Marthe s'enfuit; je volai sur ses pas, et, sans savoir comment, je me trouvai assis à ma place habituelle dans la salle à manger.

J'attendis quelques instants. Le professeur ne vint pas. C'était la première fois, à ma connaissance, qu'il manquait à la solennité du dîner. Et quel dîner, cependant! une soupe au persil, une omelette au jambon relevée d'oseille à la muscade, une longe de veau à la compote de prunes, et, pour dessert, des crevettes au sucre, le tout arrosé d'un joli vin de la Moselle.

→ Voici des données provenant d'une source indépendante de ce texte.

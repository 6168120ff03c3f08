use thiserror::Error;

use super::markup::{element_text, extract_image, namespaced_element_text};
use super::model::{non_empty, Article, Feed, FeedPayload};
use super::xml::{parse_document, XmlElement, XmlError};

/// Reasons a relay body is rejected. No partial data is ever salvaged.
#[derive(Debug, Error)]
pub enum ParseError {
    /// The relay answered with an HTML page (error or redirect page)
    #[error("received HTML instead of XML")]
    HtmlDocument,
    #[error("XML parse error: {0}")]
    Xml(#[from] XmlError),
    /// RSS document without a `<channel>` element
    #[error("invalid RSS feed structure")]
    MissingChannel,
}

/// Feed dialect, chosen from the root element alone.
#[derive(Debug, Clone, Copy, PartialEq, Eq)]
pub enum Dialect {
    Rss,
    Atom,
}

impl Dialect {
    /// Atom only for an unprefixed `<feed>` root; a prefixed `atom:feed`
    /// falls through to RSS and fails there for lack of a channel.
    pub fn detect(root: &XmlElement) -> Self {
        if root.name().eq_ignore_ascii_case("feed") {
            Dialect::Atom
        } else {
            Dialect::Rss
        }
    }
}

/// Parses a raw RSS or Atom body into the uniform model.
///
/// `feed_url` must already be normalized; it becomes `Feed::url` and the
/// `feed_url` of every article.
pub fn parse_feed(text: &str, feed_url: &str) -> Result<FeedPayload, ParseError> {
    if looks_like_html(text) {
        return Err(ParseError::HtmlDocument);
    }

    let root = parse_document(text)?;

    match Dialect::detect(&root) {
        Dialect::Atom => Ok(map_atom(&root, feed_url)),
        Dialect::Rss => map_rss(&root, feed_url),
    }
}

fn looks_like_html(text: &str) -> bool {
    let head: String = text
        .trim_start()
        .chars()
        .take(14)
        .collect::<String>()
        .to_ascii_lowercase();
    head.starts_with("<!doctype html") || head.starts_with("<html")
}

// ============================================================================
// Atom
// ============================================================================

fn map_atom(root: &XmlElement, feed_url: &str) -> FeedPayload {
    let author = root
        .child("author")
        .map(|a| element_text(a, "name"))
        .and_then(non_empty);
    let image = non_empty(element_text(root, "icon"))
        .or_else(|| non_empty(element_text(root, "logo")));

    let feed = Feed {
        url: feed_url.to_owned(),
        title: element_text(root, "title"),
        link: alternate_link(root),
        author,
        description: element_text(root, "subtitle"),
        image,
        user_id: None,
    };

    let articles = root
        .children_named("entry")
        .map(|entry| map_atom_entry(entry, &feed))
        .collect();

    FeedPayload { feed, articles }
}

fn map_atom_entry(entry: &XmlElement, feed: &Feed) -> Article {
    let link = alternate_link(entry);
    let summary = element_text(entry, "summary");
    let content = element_text(entry, "content");

    let pub_date = non_empty(element_text(entry, "published"))
        .unwrap_or_else(|| element_text(entry, "updated"));
    let author = entry
        .child("author")
        .map(|a| element_text(a, "name"))
        .and_then(non_empty)
        .or_else(|| feed.author.clone())
        .unwrap_or_default();

    let thumbnail = media_image(entry)
        .or_else(|| extract_image(&content))
        .or_else(|| extract_image(&summary));

    let description = if summary.is_empty() {
        content.clone()
    } else {
        summary.clone()
    };
    let content = if content.is_empty() { summary } else { content };

    Article {
        guid: non_empty(element_text(entry, "id")).unwrap_or_else(|| link.clone()),
        title: element_text(entry, "title"),
        pub_date,
        link,
        author,
        thumbnail,
        description,
        content,
        feed_title: feed.title.clone(),
        feed_url: feed.url.clone(),
    }
}

/// `href` of the first `<link>` child with `rel="alternate"` or no `rel`.
fn alternate_link(parent: &XmlElement) -> String {
    parent
        .children_named("link")
        .find(|l| matches!(l.attr("rel"), None | Some("alternate")))
        .and_then(|l| l.attr("href"))
        .unwrap_or_default()
        .to_owned()
}

// ============================================================================
// RSS
// ============================================================================

fn map_rss(root: &XmlElement, feed_url: &str) -> Result<FeedPayload, ParseError> {
    let channel = root
        .child("channel")
        .or_else(|| root.elements().find(|el| el.local_name() == "channel"))
        .ok_or(ParseError::MissingChannel)?;

    let image = channel
        .child("image")
        .map(|img| element_text(img, "url"))
        .and_then(non_empty);

    let feed = Feed {
        url: feed_url.to_owned(),
        title: element_text(channel, "title"),
        link: element_text(channel, "link"),
        author: None,
        description: element_text(channel, "description"),
        image,
        user_id: None,
    };

    // RSS 1.0 (RDF) keeps items next to the channel instead of inside it
    let mut items: Vec<&XmlElement> = channel.children_named("item").collect();
    if items.is_empty() {
        items = root.children_named("item").collect();
    }

    let articles = items
        .into_iter()
        .map(|item| map_rss_item(item, &feed))
        .collect();

    Ok(FeedPayload { feed, articles })
}

fn map_rss_item(item: &XmlElement, feed: &Feed) -> Article {
    let link = element_text(item, "link");
    let description = element_text(item, "description");
    let content = non_empty(namespaced_element_text(item, "content:encoded"))
        .unwrap_or_else(|| description.clone());
    let pub_date = non_empty(element_text(item, "pubDate"))
        .unwrap_or_else(|| namespaced_element_text(item, "dc:date"));

    let thumbnail = media_image(item)
        .or_else(|| media_thumbnail(item))
        .or_else(|| image_enclosure(item))
        .or_else(|| extract_image(&content))
        .or_else(|| extract_image(&description));

    Article {
        guid: non_empty(element_text(item, "guid")).unwrap_or_else(|| link.clone()),
        title: element_text(item, "title"),
        pub_date,
        link,
        author: namespaced_element_text(item, "dc:creator"),
        thumbnail,
        description,
        content,
        feed_title: feed.title.clone(),
        feed_url: feed.url.clone(),
    }
}

fn media_thumbnail(item: &XmlElement) -> Option<String> {
    item.find_all_local("thumbnail")
        .next()
        .and_then(|thumb| thumb.attr("url"))
        .map(str::to_owned)
        .and_then(non_empty)
}

fn image_enclosure(item: &XmlElement) -> Option<String> {
    item.find("enclosure")
        .filter(|enc| enc.attr("type").is_some_and(|t| t.starts_with("image")))
        .and_then(|enc| enc.attr("url"))
        .map(str::to_owned)
        .and_then(non_empty)
}

// ============================================================================
// Shared
// ============================================================================

/// First `*:content` element flagged as an image by `type` or `medium`.
fn media_image(parent: &XmlElement) -> Option<String> {
    parent
        .find_all_local("content")
        .filter(|el| {
            el.attr("type").is_some_and(|t| t.starts_with("image"))
                || el.attr("medium") == Some("image")
        })
        .find_map(|el| el.attr("url").map(str::to_owned).and_then(non_empty))
}
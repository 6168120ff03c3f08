use lru::LruCache;
use std::num::NonZeroUsize;
use std::sync::{Mutex, PoisonError};
use std::time::{Duration, Instant};

use super::model::FeedPayload;

struct CacheEntry {
    stored_at: Instant,
    payload: FeedPayload,
}

/// In-memory fetch results keyed by normalized feed URL.
///
/// Expiry is lazy: an entry older than the freshness window is treated as
/// absent and dropped when it is next looked up. Nothing sweeps in the
/// background. Capacity is bounded; inserting past it drops the least
/// recently used feed.
pub struct FeedCache {
    ttl: Duration,
    entries: Mutex<LruCache<String, CacheEntry>>,
}

impl FeedCache {
    pub fn new(ttl: Duration, capacity: NonZeroUsize) -> Self {
        Self {
            ttl,
            entries: Mutex::new(LruCache::new(capacity)),
        }
    }

    /// Returns a copy of the fresh entry for `url`, evicting it if stale.
    pub fn get(&self, url: &str) -> Option<FeedPayload> {
        let mut entries = self.entries.lock().unwrap_or_else(PoisonError::into_inner);

        let fresh = entries
            .get(url)
            .map(|entry| entry.stored_at.elapsed() < self.ttl)?;

        if fresh {
            entries.get(url).map(|entry| entry.payload.clone())
        } else {
            entries.pop(url);
            tracing::debug!(url = %url, "Evicted stale cache entry");
            None
        }
    }

    /// Stores `payload` under `url`, replacing any previous entry wholesale.
    pub fn insert(&self, url: &str, payload: FeedPayload) {
        let mut entries = self.entries.lock().unwrap_or_else(PoisonError::into_inner);
        entries.put(
            url.to_owned(),
            CacheEntry {
                stored_at: Instant::now(),
                payload,
            },
        );
    }

    /// Number of stored entries, stale ones included.
    pub fn len(&self) -> usize {
        self.entries
            .lock()
            .unwrap_or_else(PoisonError::into_inner)
            .len()
    }

    pub fn is_empty(&self) -> bool {
        self.len() == 0
    }
}
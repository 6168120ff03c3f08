//! First-success race over a set of fallible futures.
//!
//! Unlike `select`, a failure does not decide the race: the remaining
//! attempts keep running until one succeeds or none are left.

use futures::stream::{FuturesUnordered, StreamExt};
use std::fmt;
use std::future::Future;

/// Why a race produced no value.
#[derive(Debug)]
pub enum RaceError<E> {
    /// Nothing was raced
    Empty,
    /// Every attempt failed; errors are in completion order
    AllFailed(Vec<E>),
}

impl<E> fmt::Display for RaceError<E> {
    fn fmt(&self, f: &mut fmt::Formatter<'_>) -> fmt::Result {
        match self {
            RaceError::Empty => write!(f, "no attempts to race"),
            RaceError::AllFailed(errors) => write!(f, "all {} attempts failed", errors.len()),
        }
    }
}

impl<E: fmt::Debug> std::error::Error for RaceError<E> {}

/// Polls every attempt concurrently and returns the first `Ok`.
///
/// Attempts still in flight when a winner appears are dropped, which
/// cancels them. Only when the outstanding count reaches zero without a
/// success is [`RaceError::AllFailed`] returned.
pub async fn first_success<I, F, T, E>(attempts: I) -> Result<T, RaceError<E>>
where
    I: IntoIterator<Item = F>,
    F: Future<Output = Result<T, E>>,
{
    let mut pending: FuturesUnordered<F> = attempts.into_iter().collect();
    if pending.is_empty() {
        return Err(RaceError::Empty);
    }

    let mut errors = Vec::with_capacity(pending.len());
    while let Some(outcome) = pending.next().await {
        match outcome {
            Ok(value) => return Ok(value),
            Err(e) => errors.push(e),
        }
    }

    Err(RaceError::AllFailed(errors))
}
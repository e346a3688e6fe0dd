//! Timeframe selection, commentary and the analysis orchestrator.

pub mod commentary;
pub mod prompt;
pub mod service;
pub mod timeframe;

pub use commentary::{fallback_commentary, Bias};
pub use prompt::build_prompt;
pub use service::AnalysisService;
pub use timeframe::{select_timeframe, TimeframeChoice};
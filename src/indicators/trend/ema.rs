//! EMA (Exponential Moving Average) indicator

use crate::models::indicators::Candle;

/// EMA over the whole series with `alpha = 2 / (span + 1)`, seeded by the
/// first value.
pub fn ema_series(values: &[f64], span: usize) -> Vec<f64> {
    if span == 0 || values.is_empty() {
        return Vec::new();
    }

    let alpha = 2.0 / (span as f64 + 1.0);
    let mut result = Vec::with_capacity(values.len());
    let mut prev = values[0];
    result.push(prev);

    for &value in &values[1..] {
        prev = alpha * value + (1.0 - alpha) * prev;
        result.push(prev);
    }

    result
}

/// EMA at the last value, or `None` with fewer than `span` values
pub fn latest_ema(values: &[f64], span: usize) -> Option<f64> {
    if span == 0 || values.len() < span {
        return None;
    }
    ema_series(values, span).last().copied()
}

/// EMA of candle closes at the last candle
pub fn calculate_ema(candles: &[Candle], span: usize) -> Option<f64> {
    let closes: Vec<f64> = candles.iter().map(|c| c.close).collect();
    latest_ema(&closes, span)
}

Voilà ce qu'un vieux papier allait coûter à mon oncle. Ma foi, en qualité de neveu dévoué, je me crûs obligé de manger pour lui, et même pour moi. Ce que je fis en conscience.

«Je n'ai jamais vu chose pareille! disait la bonne Marthe en servant. M. Lidenbrock qui n'est pas à table!

—C'est à ne pas le croire.

—Cela présage quelque événement grave!» reprenait la vieille servante en hochant la tête.

Dans mon opinion, cela ne présageait rien, sinon une scène épouvantable, quand mon oncle trouverait son dîner dévoré.

J'en étais à ma dernière crevette, lorsqu'une voix retentissante m'arracha aux voluptés du dessert. Je ne fis qu'un bond de la salle dans le cabinet.